Insoweit ist auch die differenzierende Bewertung der Strafkammer nicht nachvollziehbar, mit der sie einerseits eine Verletzung durch den Mitangeklagten wegen der mit dem Weinen des Kindes verbundenen Störung für nicht plausibel gehalten hat, andererseits aber davon ausgegangen ist, die Angeklagte habe I. die Bissverletzungen und die tödliche Schädelverletzung ohne konkreten Anlass jeweils aus einem Überforderungszustand heraus zugefügt. Dies hätte jedenfalls näherer Begründung bedurft, zumal die Angeklagte nach den Feststellungen stets fürsorglich um das Wohl ihrer Kinder bemüht war und auf ihre schwierige häusliche Situation mit „stillem Rückzug“ statt mit fremdaggressiven Verhaltensweisen reagierte, während der sein Wohlbefinden stets in den Vordergrund stellende Mitangeklagte auf Weinen und Schreien der Kinder wütend und aggressiv reagierte und seiner Ehefrau gegenüber handgreiflich wurde.

3. Der Schluss der Strafkammer, die Angeklagte habe die Taten aus einer Überforderung heraus begangen, beruht auch im Übrigen auf einer lückenhaften Beweiswürdigung.

Die eine Überforderung bestreitende letzte Einlassung der Angeklagten, hat das Landgericht als widerlegt angesehen und das Vorliegen einer Überforderungssituation mit den objektiven Lebensumständen der Angeklagten begründet.

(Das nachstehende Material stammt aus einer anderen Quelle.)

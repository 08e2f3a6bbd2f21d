//! TorrentChain node: chain, chunk store and peer network wired together

use crate::{
    block::Block,
    chain::{mine_in_background, Chain, ChainConfig},
    chunk_store::{ChunkStore, ChunkStoreConfig},
    crypto::keys::Keypair,
    error::{NetworkError, Result, TorrentChainError},
    network::{NetworkConfig, PeerInfo, PeerNetwork},
    storage::{FileStorage, MemoryStorage, Storage},
    utils::{Clock, SystemClock},
};
use serde::{Deserialize, Serialize};
use std::path::PathBuf;
use std::sync::atomic::{AtomicBool, Ordering};
use std::sync::Arc;
use tokio::net::TcpListener;
use tokio::sync::{Mutex, RwLock};
use tokio::task::JoinHandle;
use tracing::{info, info_span, Instrument, Span};

/// Node configuration
#[derive(Debug, Clone, Default, Serialize, Deserialize)]
#[serde(default)]
pub struct NodeConfig {
    pub chain: ChainConfig,
    pub chunk_store: ChunkStoreConfig,
    pub network: NetworkConfig,
}

/// Main node structure for the TorrentChain network
pub struct TorrentChainNode {
    config: NodeConfig,
    chain: Arc<Mutex<Chain>>,
    chunk_store: Arc<ChunkStore>,
    network: Arc<PeerNetwork>,
    /// Stop flag of the search in progress, if any
    mining: Mutex<Option<Arc<AtomicBool>>>,
    sweeper: Mutex<Option<JoinHandle<()>>>,
    running: Arc<RwLock<bool>>,
    span: Span,
}

impl TorrentChainNode {
    /// Create a builder for this node
    pub fn builder() -> TorrentChainNodeBuilder {
        TorrentChainNodeBuilder::new()
    }

    /// Start listening and the background chunk sweeper
    pub async fn start(&self) -> Result<()> {
        self.network.start().await?;
        let sweeper = self.chunk_store.spawn_sweeper(self.network.shutdown_signal());
        *self.sweeper.lock().await = Some(sweeper);
        *self.running.write().await = true;
        info!(parent: &self.span, "Node started");
        Ok(())
    }

    /// Cancel mining, close every connection and stop background tasks
    pub async fn stop(&self) -> Result<()> {
        self.cancel_mining().await;
        self.network.shutdown().await;
        if let Some(sweeper) = self.sweeper.lock().await.take() {
            let _ = sweeper.await;
        }
        *self.running.write().await = false;
        info!(parent: &self.span, "Node stopped");
        Ok(())
    }

    pub async fn is_running(&self) -> bool {
        *self.running.read().await
    }

    /// `host:port` this node is known by
    pub fn id(&self) -> &str {
        self.network.node_id()
    }

    pub fn port(&self) -> u16 {
        self.network.local_addr().port()
    }

    pub fn config(&self) -> &NodeConfig {
        &self.config
    }

    pub fn chain(&self) -> Arc<Mutex<Chain>> {
        Arc::clone(&self.chain)
    }

    pub fn chunk_store(&self) -> &Arc<ChunkStore> {
        &self.chunk_store
    }

    pub fn network(&self) -> &Arc<PeerNetwork> {
        &self.network
    }

    pub async fn connect_to_peer(&self, addr: &str) -> Result<()> {
        self.network.connect_to_peer(addr).await
    }

    pub async fn peers(&self) -> Vec<PeerInfo> {
        self.network.peers().await
    }

    /// Queue a transaction for the next mined block
    pub async fn add_transaction(&self, transaction: impl Into<String>) {
        self.chain.lock().await.add_transaction(transaction);
    }

    /// Mine the pending transactions off the async executor.
    ///
    /// `Ok(None)` when nothing is pending or the head moved during the search.
    pub async fn mine(&self) -> Result<Option<Block>> {
        let stop = Arc::new(AtomicBool::new(false));
        *self.mining.lock().await = Some(Arc::clone(&stop));
        let mined = mine_in_background(Arc::clone(&self.chain), stop)
            .instrument(self.span.clone())
            .await;
        *self.mining.lock().await = None;
        mined
    }

    /// Abandon the nonce search in progress
    pub async fn cancel_mining(&self) {
        if let Some(stop) = self.mining.lock().await.as_ref() {
            stop.store(true, Ordering::Relaxed);
        }
    }

    /// Store and announce a chunk, and queue its hash for the next block
    pub async fn publish_chunk(&self, data: &[u8], replica_peers: Vec<String>) -> Result<String> {
        let chunk_hash = self.network.publish_chunk(data, replica_peers).await?;
        self.add_transaction(chunk_hash.clone()).await;
        Ok(chunk_hash)
    }

    /// Local chunk, or `None` after asking the network for it
    pub async fn get_chunk(&self, chunk_hash: &str) -> Option<Vec<u8>> {
        self.network.get_chunk(chunk_hash).await
    }

    pub async fn chain_height(&self) -> usize {
        self.chain.lock().await.len()
    }

    pub async fn difficulty(&self) -> u32 {
        self.chain.lock().await.difficulty()
    }

    /// Node state for debugging
    pub async fn get_state(&self) -> Result<serde_json::Value> {
        let (height, difficulty, pending) = {
            let chain = self.chain.lock().await;
            (chain.len(), chain.difficulty(), chain.pending_transactions().len())
        };
        Ok(serde_json::json!({
            "node_id": self.id(),
            "running": self.is_running().await,
            "chain_height": height,
            "difficulty": difficulty,
            "pending_transactions": pending,
            "peer_count": self.network.peer_count().await,
            "chunks": self.chunk_store.len().await,
        }))
    }
}

/// Where chunk bytes and metadata are kept
enum StorageChoice {
    Memory,
    /// One subdirectory per node id under this root
    Directory(PathBuf),
    Custom(Arc<dyn Storage>),
}

/// Builder for TorrentChain nodes
pub struct TorrentChainNodeBuilder {
    config: NodeConfig,
    storage: StorageChoice,
    keypair: Option<Keypair>,
    clock: Arc<dyn Clock>,
}

impl TorrentChainNodeBuilder {
    /// Create a new node builder
    pub fn new() -> Self {
        Self {
            config: NodeConfig::default(),
            storage: StorageChoice::Memory,
            keypair: None,
            clock: Arc::new(SystemClock),
        }
    }

    /// Set the node configuration
    pub fn with_config(mut self, config: NodeConfig) -> Self {
        self.config = config;
        self
    }

    /// Set the storage backend
    pub fn with_storage(mut self, storage: Arc<dyn Storage>) -> Self {
        self.storage = StorageChoice::Custom(storage);
        self
    }

    /// Persist chunks as files under `root/<node id>`
    pub fn with_storage_dir(mut self, root: impl Into<PathBuf>) -> Self {
        self.storage = StorageChoice::Directory(root.into());
        self
    }

    pub fn with_keypair(mut self, keypair: Keypair) -> Self {
        self.keypair = Some(keypair);
        self
    }

    pub fn with_clock(mut self, clock: Arc<dyn Clock>) -> Self {
        self.clock = clock;
        self
    }

    /// Set the host
    pub fn host(mut self, host: impl Into<String>) -> Self {
        self.config.network.host = host.into();
        self
    }

    /// Set the port
    pub fn port(mut self, port: u16) -> Self {
        self.config.network.port = port;
        self
    }

    /// Set the maximum peers
    pub fn max_peers(mut self, max_peers: usize) -> Self {
        self.config.network.max_peers = max_peers;
        self
    }

    /// Set the initial mining difficulty
    pub fn difficulty(mut self, difficulty: u32) -> Self {
        self.config.chain.initial_difficulty = difficulty;
        self
    }

    /// Bind the listener, open storage and mine genesis
    pub async fn build(self) -> Result<TorrentChainNode> {
        let network_config = self.config.network.clone();
        let addr = format!("{}:{}", network_config.host, network_config.port);
        let listener = TcpListener::bind(&addr).await.map_err(|source| {
            TorrentChainError::Network(NetworkError::BindFailed {
                addr: addr.clone(),
                source,
            })
        })?;
        let node_id = format!("{}:{}", network_config.host, listener.local_addr()?.port());
        let span = info_span!("node", node_id = %node_id);

        let storage: Arc<dyn Storage> = match self.storage {
            StorageChoice::Memory => Arc::new(MemoryStorage::new()),
            StorageChoice::Directory(root) => {
                Arc::new(FileStorage::new(root.join(node_id.replace(':', "_"))))
            },
            StorageChoice::Custom(storage) => storage,
        };

        let chunk_store = Arc::new(
            ChunkStore::open(
                node_id.clone(),
                storage,
                self.config.chunk_store.clone(),
                Arc::clone(&self.clock),
            )
            .await?
            .with_span(span.clone()),
        );

        let keypair = self.keypair.unwrap_or_else(Keypair::generate);
        let network = PeerNetwork::from_listener(
            listener,
            network_config,
            keypair,
            Arc::clone(&chunk_store),
        )?;

        let chain_config = self.config.chain.clone();
        let clock = Arc::clone(&self.clock);
        let chain_span = span.clone();
        let chain = tokio::task::spawn_blocking(move || {
            Chain::new_in_span(chain_config, clock, chain_span)
        })
        .await
        .map_err(|e| TorrentChainError::consensus(format!("Genesis mining failed: {}", e)))?;

        Ok(TorrentChainNode {
            config: self.config,
            chain: Arc::new(Mutex::new(chain)),
            chunk_store,
            network,
            mining: Mutex::new(None),
            sweeper: Mutex::new(None),
            running: Arc::new(RwLock::new(false)),
            span,
        })
    }
}

impl Default for TorrentChainNodeBuilder {
    fn default() -> Self {
        Self::new()
    }
}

Anzeichen für eine Überforderung lassen sich indes den Feststellungen, nach denen die Angeklagte in der Zeit vor und zwischen den Taten den Haushalt und die Pflege der beiden kleinen Kinder trotz der großen Belastung stets ohne Einschränkungen bewältigt hat, nicht entnehmen.

4. Schließlich ist die Beweiswürdigung auch deshalb lückenhaft, weil die Strafkammer sich nicht mit dem zumindest indiziell auf eine Kenntnis des Mitangeklagten von den Verletzungen hindeutenden Umstand auseinandergesetzt hat, dass dieser nach den Feststellungen noch am Vormittag des 5. März 2018 - also unmittelbar nach dem Tod von I. - zum behandelnden Kinderarzt ging, um eine ärztliche Bescheinigung bat, aus der hervorgehen sollte, dass I. immer gesund und beim Kinderarzt gewesen sei, und zur Begründung angab, er wolle damit eine Obduktion des Kindes verhindern.

5. Das Urteil beruht auf der rechtsfehlerhaften Beweiswürdigung. Es ist nicht auszuschließen, dass das Landgericht bei rechtsfehlerfreier Würdigung der erhobenen Beweise im Hinblick auf die Täterschaft der Angeklagten zu einem anderen Beweisergebnis gelangt wäre.